Partei-Rebell hungert gegen linke Touren

Es ist schon eine ungewöhnliche Art der innerparteilichen Willensbekundung: Mit einem unbefristeten Hungerstreik protestiert der frühere Ludwigshafener Kreisvorsitzende von "Die Linke" seit dem Wochenende gegen die Zustände in der Landespartei.

 „Die Linke“ verdirbt Wolfram Sondermann den Appetit. Foto: privat

„Die Linke“ verdirbt Wolfram Sondermann den Appetit. Foto: privat

Ludwigshafen. (ren) Wolfram Sondermann benennt kein konkretes Streikziel. Aber mindestens zwei Wochen bis zum Parteitag in Mainz will der Kritiker von Landesparteichef Alexander Ulrich darben - und dann weitersehen. In einem Brief an die Bundesvorsitzenden Oskar Lafontaine und Lothar Bisky wirft Sondermann dem Bundestagsabgeordneten Ulrich vor, gezielt "unliebsame" Parteimitglieder mit der Begründung ausbleibender Beitragszahlungen aus der Mitgliederkartei zu streichen, um sich Abstimmungsmehrheiten zu sichern. "Da steckt System dahinter", sagt Sondermann. Ausgewirkt habe sich das in Ludwigshafen bei der Kandidatenkür für den Landesparteitag. Auf Ulrichs Betreiben sei zehn Teilnehmern das Stimmrecht abgesprochen worden. Die Verbleibenden hätten dann elf Ulrich-Getreue zu Parteitagsdelegierten gewählt - in Sondermanns Augen der Versuch, "sich Mehrheiten herbei zu administrieren", ohne die sich Ulrich seiner Wiederwahl als Landesparteichef nicht sicher sein könne. Das ist noch eine zurückhaltende Schilderung der Veranstaltung. Auf einschlägigen Internet-Seiten ist von "Saalschlacht" die Rede, handgreiflichen Übergriffen und einem Polizeieinsatz. Steckt darin ein wahrer Kern, stehen sich Kritiker und Anhänger von Ulrich unversöhnlich gegenüber. Für Ulrich selbst geht es um viel. 2005 zog der IG-Metall-Bevollmächtigte und Ex-Sozialdemokrat aus dem Kreis Kaiserslautern als Landeschef der "Wahlalternative" WASG in den Bundestag ein.

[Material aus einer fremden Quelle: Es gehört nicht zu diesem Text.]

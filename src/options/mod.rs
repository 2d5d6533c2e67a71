//! Runtime options with TOML preset support.
//!
//! Interaction tuning, kinetics ranges and the color palette live here.
//! Options serialize to/from TOML so presets can be kept as files.

mod colors;
mod kinetics;
mod viewer;

use std::path::Path;

pub use colors::ColorOptions;
pub use kinetics::{FieldRange, FitGrid, KineticsOptions};
use schemars::JsonSchema;
use serde::{Deserialize, Serialize};
pub use viewer::ViewerOptions;

use crate::error::LabError;

/// Top-level options container. All sub-structs use `#[serde(default)]` so
/// partial TOML files (e.g. only overriding `[viewer]`) work correctly.
#[derive(
    Debug, Clone, Serialize, Deserialize, PartialEq, Default, JsonSchema,
)]
#[serde(default)]
pub struct Options {
    /// Viewer interaction and projection parameters.
    pub viewer: ViewerOptions,
    /// Kinetics lab ranges, noise and fit grid.
    pub kinetics: KineticsOptions,
    /// Atom and bond color palette.
    #[schemars(skip)]
    pub colors: ColorOptions,
}

impl Options {
    /// Generate JSON Schema describing the UI-exposed options.
    #[must_use]
    pub fn json_schema() -> schemars::Schema {
        schemars::schema_for!(Options)
    }

    /// Load options from a TOML file. Missing fields use defaults.
    pub fn load(path: &Path) -> Result<Self, LabError> {
        let content = std::fs::read_to_string(path).map_err(LabError::Io)?;
        let options = toml::from_str(&content)
            .map_err(|e| LabError::OptionsParse(e.to_string()))?;
        log::info!("loaded options from {}", path.display());
        Ok(options)
    }

    /// Save options to a TOML file (pretty-printed).
    pub fn save(&self, path: &Path) -> Result<(), LabError> {
        let content = toml::to_string_pretty(self)
            .map_err(|e| LabError::OptionsParse(e.to_string()))?;
        if let Some(parent) = path.parent() {
            std::fs::create_dir_all(parent).map_err(LabError::Io)?;
        }
        std::fs::write(path, content).map_err(LabError::Io)?;
        log::info!("saved options to {}", path.display());
        Ok(())
    }

    /// List available preset names (TOML file stems) in a directory.
    #[must_use]
    pub fn list_presets(dir: &Path) -> Vec<String> {
        let mut names = Vec::new();
        if let Ok(entries) = std::fs::read_dir(dir) {
            for entry in entries.flatten() {
                let path = entry.path();
                if path.extension().is_some_and(|ext| ext == "toml") {
                    if let Some(stem) =
                        path.file_stem().and_then(|s| s.to_str())
                    {
                        names.push(stem.to_owned());
                    }
                }
            }
        }
        names.sort();
        names
    }
}

#[cfg(test)]
mod tests {
    use super::*;
    use crate::geometry::Element;

    #[test]
    fn default_round_trips_through_toml() {
        let opts = Options::default();
        let toml_str = toml::to_string_pretty(&opts).unwrap();
        let parsed: Options = toml::from_str(&toml_str).unwrap();
        assert_eq!(opts, parsed);
    }

    #[test]
    fn partial_toml_fills_defaults() {
        let toml_str = r"
[viewer]
drag_sensitivity = 0.02
";
        let opts: Options = toml::from_str(toml_str).unwrap();
        assert_eq!(opts.viewer.drag_sensitivity, 0.02);
        // Everything else should be default
        assert_eq!(opts.viewer.max_distance, 30.0);
        assert_eq!(opts.kinetics.noise_fraction, 0.08);
    }

    #[test]
    fn element_color_override() {
        let toml_str = r"
[colors.elements]
C = [0.1, 0.1, 0.1]
";
        let opts: Options = toml::from_str(toml_str).unwrap();
        assert_eq!(opts.colors.element(Element::C), [0.1, 0.1, 0.1]);
        assert_eq!(opts.colors.element(Element::O), Element::O.default_color());
    }

    #[test]
    fn default_fit_grid_matches_declared_bounds() {
        let grid = FitGrid::default();
        assert_eq!(grid.km_values().count(), 500);
        assert_eq!(grid.vmax_values().count(), 200);
        assert_eq!(grid.vmax_values().last(), Some(996.0));
        assert_eq!(grid.size(), 100_000);
    }

    #[test]
    fn distance_clamp_uses_configured_bounds() {
        let viewer = ViewerOptions::default();
        assert_eq!(viewer.clamp_distance(100.0), 30.0);
        assert_eq!(viewer.clamp_distance(-3.0), 5.0);
        assert_eq!(viewer.clamp_distance(12.5), 12.5);
        assert_eq!(viewer.clamp_distance(f32::NAN), 5.0);
        assert_eq!(viewer.clamp_distance(f32::INFINITY), 30.0);
    }

    #[test]
    fn save_load_and_list_presets() {
        let dir = std::env::temp_dir()
            .join(format!("biolab-presets-{}", std::process::id()));
        let mut opts = Options::default();
        opts.viewer.idle_spin_y = 0.0;
        opts.save(&dir.join("still.toml")).unwrap();
        std::fs::write(dir.join("notes.txt"), "ignored").unwrap();

        assert_eq!(Options::list_presets(&dir), vec!["still".to_owned()]);
        let loaded = Options::load(&dir.join("still.toml")).unwrap();
        assert_eq!(loaded, opts);

        let _ = std::fs::remove_dir_all(&dir);
    }

    #[test]
    fn malformed_toml_is_an_options_error() {
        let dir = std::env::temp_dir()
            .join(format!("biolab-bad-preset-{}", std::process::id()));
        std::fs::create_dir_all(&dir).unwrap();
        let path = dir.join("bad.toml");
        std::fs::write(&path, "[viewer\nfovy = ").unwrap();
        assert!(matches!(
            Options::load(&path),
            Err(LabError::OptionsParse(_))
        ));
        let _ = std::fs::remove_dir_all(&dir);
    }

    #[test]
    fn schema_has_expected_properties() {
        let schema_value =
            serde_json::to_value(Options::json_schema()).unwrap();
        let props = schema_value["properties"].as_object().unwrap();

        assert!(props.contains_key("viewer"));
        assert!(props.contains_key("kinetics"));
        assert!(!props.contains_key("colors"));

        let viewer = &props["viewer"]["properties"];
        assert!(viewer.get("drag_sensitivity").is_some());
        assert!(viewer.get("fovy").is_some());
        assert!(viewer.get("reference_fps").is_none());

        let kinetics = &props["kinetics"]["properties"];
        assert!(kinetics.get("noise_fraction").is_some());
        assert!(kinetics.get("grid").is_none());
    }
}
//! Molecule registry: identifier → builder + descriptive metadata.
//!
//! Constructed once at startup and treated as immutable afterwards; pass
//! it by reference to whatever needs to resolve molecule ids.

use rustc_hash::FxHashMap;
use serde::Serialize;

use crate::geometry::MoleculeGroup;
use crate::molecules::MoleculeKind;

/// Descriptive text shown next to the viewer.
#[derive(Debug, Clone, PartialEq, Eq, Serialize)]
pub struct MoleculeInfo {
    /// Display title.
    pub title: &'static str,
    /// Molecule class (carbohydrate, lipid, ...).
    pub class: &'static str,
    /// Biochemical role.
    pub role: &'static str,
    /// Short structural descriptor.
    pub structure: &'static str,
    /// Notable feature.
    pub feature: &'static str,
}

/// One registry row.
#[derive(Debug, Clone, PartialEq, Eq)]
pub struct RegistryEntry {
    /// Which builder to run.
    pub kind: MoleculeKind,
    /// Metadata for the info panel.
    pub info: MoleculeInfo,
}

impl RegistryEntry {
    /// Unique string identifier.
    #[must_use]
    pub fn id(&self) -> &'static str {
        self.kind.id()
    }

    /// Run this entry's builder.
    #[must_use]
    pub fn build(&self) -> MoleculeGroup {
        self.kind.build()
    }
}

/// Ordered, id-indexed collection of registry entries.
#[derive(Debug, Clone)]
pub struct MoleculeRegistry {
    entries: Vec<RegistryEntry>,
    index: FxHashMap<&'static str, usize>,
}

impl MoleculeRegistry {
    /// Registry from explicit entries. Later duplicates of an id are
    /// dropped.
    #[must_use]
    pub fn new(entries: Vec<RegistryEntry>) -> Self {
        let mut kept = Vec::with_capacity(entries.len());
        let mut index = FxHashMap::default();
        for entry in entries {
            if index.contains_key(entry.id()) {
                log::warn!("duplicate molecule id '{}' ignored", entry.id());
                continue;
            }
            let _ = index.insert(entry.id(), kept.len());
            kept.push(entry);
        }
        Self {
            entries: kept,
            index,
        }
    }

    /// Every molecule the builders support, in menu order.
    #[must_use]
    pub fn standard() -> Self {
        Self::new(
            MoleculeKind::ALL
                .into_iter()
                .map(|kind| RegistryEntry {
                    kind,
                    info: standard_info(kind),
                })
                .collect(),
        )
    }

    /// Look up an entry. `None` means "molecule not found"; callers treat
    /// it as a no-op.
    #[must_use]
    pub fn get(&self, id: &str) -> Option<&RegistryEntry> {
        self.index.get(id).map(|&i| &self.entries[i])
    }

    /// Identifiers in stable menu order.
    #[must_use]
    pub fn list_ids(&self) -> Vec<&'static str> {
        self.entries.iter().map(RegistryEntry::id).collect()
    }

    /// Entries in menu order.
    #[must_use]
    pub fn entries(&self) -> &[RegistryEntry] {
        &self.entries
    }

    /// Build the molecule registered under `id`.
    #[must_use]
    pub fn build(&self, id: &str) -> Option<MoleculeGroup> {
        self.get(id).map(RegistryEntry::build)
    }

    /// Number of registered molecules.
    #[must_use]
    pub fn len(&self) -> usize {
        self.entries.len()
    }

    /// Whether the registry is empty.
    #[must_use]
    pub fn is_empty(&self) -> bool {
        self.entries.is_empty()
    }
}

impl Default for MoleculeRegistry {
    fn default() -> Self {
        Self::standard()
    }
}

fn standard_info(kind: MoleculeKind) -> MoleculeInfo {
    match kind {
        MoleculeKind::Glucose => MoleculeInfo {
            title: "Glucose",
            class: "Carbohydrate (monosaccharide)",
            role: "Primary fuel for glycolysis and cellular respiration",
            structure: "Six-membered pyranose ring",
            feature: "Hydroxyl groups on every ring carbon",
        },
        MoleculeKind::Fructose => MoleculeInfo {
            title: "Fructose",
            class: "Carbohydrate (monosaccharide)",
            role: "Fruit sugar; enters glycolysis as fructose-6-phosphate",
            structure: "Five-membered furanose ring",
            feature: "Ketose with CH2OH on both sides of the anomeric carbon",
        },
        MoleculeKind::Alanine => MoleculeInfo {
            title: "Alanine",
            class: "Amino acid",
            role: "Protein building block; alanine cycle nitrogen carrier",
            structure: "Chiral alpha carbon with methyl side chain",
            feature: "Smallest chiral amino acid",
        },
        MoleculeKind::PalmiticAcid => MoleculeInfo {
            title: "Palmitic Acid",
            class: "Lipid (saturated fatty acid)",
            role: "Energy storage; end product of fatty acid synthase",
            structure: "16-carbon zig-zag chain with carboxyl head",
            feature: "No double bonds, so the tail packs tightly",
        },
        MoleculeKind::Phospholipid => MoleculeInfo {
            title: "Phosphatidylcholine",
            class: "Lipid (glycerophospholipid)",
            role: "Major component of cell membranes",
            structure: "Choline-phosphate-glycerol head, two acyl tails",
            feature: "Amphipathic: polar head, hydrophobic tails",
        },
        MoleculeKind::Cholesterol => MoleculeInfo {
            title: "Cholesterol",
            class: "Lipid (sterol)",
            role: "Membrane fluidity buffer; steroid hormone precursor",
            structure: "Four fused rings (6-6-6-5) with isooctyl tail",
            feature: "Rigid planar ring system with a single hydroxyl",
        },
        MoleculeKind::Atp => MoleculeInfo {
            title: "ATP",
            class: "Nucleotide",
            role: "Universal energy currency of the cell",
            structure: "Adenine + ribose + triphosphate chain",
            feature: "High-energy phosphoanhydride bonds",
        },
        MoleculeKind::AlphaHelix => MoleculeInfo {
            title: "Alpha Helix",
            class: "Protein secondary structure",
            role: "Most common protein secondary structure",
            structure: "Right-handed coil, 3.6 residues per turn",
            feature: "Backbone hydrogen bonds from residue i to i-4",
        },
        MoleculeKind::BetaSheet => MoleculeInfo {
            title: "Beta Sheet",
            class: "Protein secondary structure",
            role: "Rigid structural sheets in fibrous and globular proteins",
            structure: "Two antiparallel extended strands",
            feature: "Interstrand hydrogen bonds between facing residues",
        },
    }
}

#[cfg(test)]
mod tests {
    use super::*;

    #[test]
    fn standard_registry_lists_every_kind_in_order() {
        let registry = MoleculeRegistry::standard();
        let expected: Vec<&str> =
            MoleculeKind::ALL.iter().map(|k| k.id()).collect();
        assert_eq!(registry.list_ids(), expected);
        assert_eq!(registry.len(), 9);
    }

    #[test]
    fn unknown_id_is_not_found() {
        let registry = MoleculeRegistry::standard();
        assert!(registry.get("unobtainium").is_none());
        assert!(registry.build("unobtainium").is_none());
    }

    #[test]
    fn get_returns_matching_metadata() {
        let registry = MoleculeRegistry::standard();
        let entry = registry.get("cholesterol").unwrap();
        assert_eq!(entry.kind, MoleculeKind::Cholesterol);
        assert_eq!(entry.info.title, "Cholesterol");
    }

    #[test]
    fn builds_are_independent() {
        let registry = MoleculeRegistry::standard();
        let a = registry.build("glucose").unwrap();
        let b = registry.build("glucose").unwrap();
        assert_eq!(a, b);
        assert!(!std::ptr::eq(a.atoms().as_ptr(), b.atoms().as_ptr()));
    }

    #[test]
    fn duplicate_ids_keep_first_entry() {
        let entry = RegistryEntry {
            kind: MoleculeKind::Atp,
            info: standard_info(MoleculeKind::Atp),
        };
        let mut dup = entry.clone();
        dup.info.title = "Other";
        let registry = MoleculeRegistry::new(vec![entry, dup]);
        assert_eq!(registry.len(), 1);
        assert_eq!(registry.get("atp").unwrap().info.title, "ATP");
    }
}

Nach dem Parteizusammenschluss 2007 braucht er diesmal auch die Unterstützung der ehemaligen Linkspartei PDS. Sondermanns Vorwürfe weist er jedoch zurück: "Ich weiß nicht, woher er diese Behauptungen nimmt." Er selbst, Ulrich, habe gar keinen Zugang zur Mitglieder-Datenverwaltung, nur seine Mitarbeiterin Elke Theisinger-Hinkel: "Ich wüsste auch gar nicht wie. Ich bin nicht so der Technik-Freak." Die Delegiertenwahl sei die Entscheidung des Kreisverbands gewesen, betont Ulrich. "Von landesweit 28 Wahlen gab es bei 27 keine Probleme." Sondermanns Wahl-Anfechtung habe das Landes-Parteischiedsgericht schließlich zurückgewiesen. Aber Sondermann hat dagegen Revision beim Bundesschiedsgericht eingelegt, ebenso wie gegen seinen Partei-Ausschluss, den der heutige Ludwigshafener Kreisvorstand beantragt hatte. Bis zur Entscheidung gilt er weiter als Parteimitglied. Auch Sondermann hat bei der Bundestagswahl 2009 etwas zu verlieren: Er ist Mitarbeiter des Abgeordneten Gert Winkelmeier. Der Neuwieder flog aber aus der Berliner Fraktion wegen erwiesener Steuerhinterziehung und weil er früher Mitbesitzer eines Hauses war, in dem Prostitution stattfand.

Sondermann ist nicht der einzige Parteirebell. Er zählt sich zur "Integrativen Linken", eine "Kritische Linke" sammelt sich um den früheren PDS-Landesvorsitzenden Albert Schtschepik aus Trier. Gegen diesen wiederum hat Ulrich einen Antrag auf Parteiausschluss gestellt, der noch nicht entschieden ist. Es könnte ein turbulenter Parteitag werden. Doch Lafontaine und Bisky, die Sondermann für die "desaströsen Verhältnisse in meiner Landespartei" schriftlich in Mit-Haftung nimmt, werden wohl kaum als Retter einschweben. Dafür soll ein privater Wachtrupp die bis zu 175 Delegierten schützen. Im Zweifelsfall voreinander.